The statistics paint a sobering picture: By their senior year, about two in three high schoolers have tried alcohol, while about half of students in ninth through 12th grade reported using marijuana.
If your teen has not used alcohol or marijuana, chances are they know someone who has.
Parents and guardians should talk to their kids about the dangers of alcohol, smoking and drug use, but it’s not a one-and-done conversation.
“I remind parents that you have to have consistent conversations because you’re sending the message that this is unacceptable behavior,” Lisa Lowery, MD, section chief of adolescent medicine at Corewell Health Helen DeVos Children’s Hospital, said.
It’s crucial to have these conversations early and often, Dr. Lowery said.
“You can’t just have the talk when they enter ninth grade,” she said.
She recommends starting as early as fifth or sixth grade, noting that elementary schools have seen an increase in vaping, while about 8% to 10% of children in grades six through eight have tried alcohol or drugs.
And the stakes are high. Marijuana, for instance, can negatively impact brain development and put teens at higher risk for mental health issues. Smoking or vaping damages developing lungs.
‘Keep it simple’
Parents may feel tongue-tied broaching the subjects of smoking, vaping, marijuana and alcohol.
Dr. Lowery’s advice?
“Keep it simple,” she said. “Kids are all into sound bites.

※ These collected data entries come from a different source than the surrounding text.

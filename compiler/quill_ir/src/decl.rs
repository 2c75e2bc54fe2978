//! Top-level declaration parse trees.
//!
//! Declarations are what the analysis cache keys reuse on: two runs share a
//! cached analysis prefix exactly as far as their declaration sequences are
//! structurally equal. Equality here is deep **and includes source spans**,
//! so an edit that shifts a later declaration invalidates its cached result
//! even when its own text is unchanged.
//!
//! Every node carries a [`Provenance`] tag so downstream consumers can tell
//! well-formed syntax apart from error-recovery placeholders without
//! special-casing node kinds.

use super::{Name, Span};

/// Whether a node came from well-formed syntax or from error recovery.
#[derive(Debug, Clone, Copy, PartialEq, Eq, Hash)]
pub enum Provenance {
    WellFormed,
    /// Synthesized by the recovery engine after a syntax error.
    Recovered,
}

/// A top-level declaration.
#[derive(Debug, Clone, PartialEq, Eq)]
pub struct Decl {
    pub kind: DeclKind,
    pub span: Span,
    pub provenance: Provenance,
}

impl Decl {
    /// Create a well-formed declaration.
    pub fn new(kind: DeclKind, span: Span) -> Self {
        Decl {
            kind,
            span,
            provenance: Provenance::WellFormed,
        }
    }

    /// Create a recovery placeholder declaration.
    pub fn recovered(kind: DeclKind, span: Span) -> Self {
        Decl {
            kind,
            span,
            provenance: Provenance::Recovered,
        }
    }

    /// The name this declaration binds, if any.
    pub fn name(&self) -> Option<Name> {
        match &self.kind {
            DeclKind::Let { name, .. }
            | DeclKind::TypeAlias { name, .. }
            | DeclKind::Val { name, .. } => Some(*name),
            DeclKind::Open { .. } => None,
        }
    }
}

/// Declaration kinds.
///
/// `Let`, `TypeAlias`, and `Open` belong to the implementation shape;
/// `Val` and `TypeAlias` to the interface shape.
#[derive(Debug, Clone, PartialEq, Eq)]
pub enum DeclKind {
    /// `let NAME = EXPR`
    Let { name: Name, value: ExprNode },
    /// `type NAME = TY`
    TypeAlias { name: Name, ty: TyExpr },
    /// `open MODULE`
    Open { module: Name },
    /// `val NAME : TY`
    Val { name: Name, ty: TyExpr },
}

/// An expression parse node.
#[derive(Debug, Clone, PartialEq, Eq)]
pub struct ExprNode {
    pub kind: ExprKind,
    pub span: Span,
    pub provenance: Provenance,
}

impl ExprNode {
    pub fn new(kind: ExprKind, span: Span) -> Self {
        ExprNode {
            kind,
            span,
            provenance: Provenance::WellFormed,
        }
    }

    /// A recovery placeholder standing in for a missing expression.
    pub fn missing(at: u32) -> Self {
        ExprNode {
            kind: ExprKind::Error,
            span: Span::point(at),
            provenance: Provenance::Recovered,
        }
    }
}

/// Expression kinds.
#[derive(Debug, Clone, PartialEq, Eq)]
pub enum ExprKind {
    Int(i64),
    Str(Name),
    Bool(bool),
    Ident(Name),
    Binary {
        op: BinOp,
        lhs: Box<ExprNode>,
        rhs: Box<ExprNode>,
    },
    Paren(Box<ExprNode>),
    /// Placeholder produced by error recovery.
    Error,
}

/// Binary operators.
#[derive(Debug, Clone, Copy, PartialEq, Eq, Hash)]
pub enum BinOp {
    Add,
    Sub,
    Mul,
}

/// A type expression parse node.
#[derive(Debug, Clone, PartialEq, Eq)]
pub struct TyExpr {
    pub kind: TyExprKind,
    pub span: Span,
    pub provenance: Provenance,
}

impl TyExpr {
    pub fn new(kind: TyExprKind, span: Span) -> Self {
        TyExpr {
            kind,
            span,
            provenance: Provenance::WellFormed,
        }
    }

    /// A recovery placeholder standing in for a missing type.
    pub fn missing(at: u32) -> Self {
        TyExpr {
            kind: TyExprKind::Error,
            span: Span::point(at),
            provenance: Provenance::Recovered,
        }
    }
}

/// Type expression kinds.
#[derive(Debug, Clone, PartialEq, Eq)]
pub enum TyExprKind {
    Int,
    Str,
    Bool,
    Named(Name),
    /// Placeholder produced by error recovery.
    Error,
}

#[cfg(test)]
mod tests {
    use super::*;

    #[test]
    fn equality_includes_spans() {
        let a = Decl::new(
            DeclKind::Open { module: Name::EMPTY },
            Span::new(0, 10),
        );
        let mut b = a.clone();
        assert_eq!(a, b);

        b.span = Span::new(1, 11);
        assert_ne!(a, b, "a shifted declaration must not compare equal");
    }

    #[test]
    fn equality_includes_provenance() {
        let well = Decl::new(DeclKind::Open { module: Name::EMPTY }, Span::new(0, 4));
        let recovered = Decl::recovered(DeclKind::Open { module: Name::EMPTY }, Span::new(0, 4));
        assert_ne!(well, recovered);
    }

    #[test]
    fn bound_names() {
        let let_decl = Decl::new(
            DeclKind::Let {
                name: Name::EMPTY,
                value: ExprNode::new(ExprKind::Int(1), Span::new(8, 9)),
            },
            Span::new(0, 9),
        );
        assert_eq!(let_decl.name(), Some(Name::EMPTY));

        let open_decl = Decl::new(DeclKind::Open { module: Name::EMPTY }, Span::new(0, 6));
        assert_eq!(open_decl.name(), None);
    }

    #[test]
    fn missing_nodes_are_recovered_points() {
        let expr = ExprNode::missing(12);
        assert_eq!(expr.provenance, Provenance::Recovered);
        assert!(expr.span.is_empty());
        assert_eq!(expr.span.start, 12);
    }
}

I tell parents it doesn’t have to be this long dissertation.”
- “I’ve heard some kids might be interested in smoking or vaping. I don’t know if this is something you’ve thought about, but here’s how I feel about it, and this is why: Smoking and vaping hurts your lungs.”
- “You may go to a party and be offered alcohol. How are you going to handle it?”
- “This is why I don’t want you to use drugs … your brain is still growing, and drugs can effect your brain development.”
Parents can help their kids develop strategies. Running errands or driving to school activities are prime opportunities for these talks.
Beyond words, what we model can leave a bigger impression.
“Before you have a conversation, you have to look in the mirror,” Dr. Lowery said. “If Joe sees mom and dad having two beers and two glasses of wine every night, that sends a message.”
What are the signs?
Drawing on 18 years of experience, Dr. Lowery doesn’t hesitate to ask direct questions if she or a parent suspects a child is using alcohol or drugs. She advises parents do the same.
“I do encourage parents to have outright conversations,” she said. “If you’re concerned about a decline in schoolwork, changing sleep habits, irritability or a change in friends, those are red flags.”
When she sees teens or tweens who use drugs or alcohol, Dr. Lowery said she asks them why.
Some are simply bored or blame peer pressure. Others may self-medicate in an attempt to deal with mental health issues.
“It’s one thing if a teen tells me, ‘I was at a party. It’s this one-time event,'” Dr. Lowery said. “It’s another if a teen or child is saying, ‘I smoke four to five times a day and before I get up.'”
Finding out why a teen uses substances can help parents and providers address the underlying issue.
For example, if a teen started smoking with co-workers, it may be time to find a new job. If a child is struggling with mental health issues, counseling may help.
Working with teens, Dr. Lowery sees that substance abuse cuts across socioeconomic levels.
“Dysfunction knows no bounds,” she said. “Your ZIP code is not always a protective factor.”
Parents don’t have to go it alone.
Whether a child has used alcohol one time or a parent suspects addiction, it can help to seek out a professional for guidance.
“Any time you have a concern or you want that extra support is the time to reach out to your health care provider,” Dr. Lowery said.
Remember the sleepless nights with your newborn baby? Parents get to experience it all over again waiting for their teens to come home late at night.
Let your kids know they can call you if they or a friend have been drinking or smoking marijuana, Dr. Lowery said. If they do, she advises parents to thank them for calling, pick them up and stay calm on the ride home.
“You might be mad as all get out, frustrated and disappointed,” she said. “But you never want to get into a situation where they may not come home.”
The next day you can talk about what happened and why, discuss consequences, and determine next steps.
Remember that no one is perfect—and we can tell our kids this while still setting consistent expectations about underage drug and alcohol use. Empathy and understanding go a long way.
“Give your kids grace,” Dr. Lowery said. “Give yourself grace.”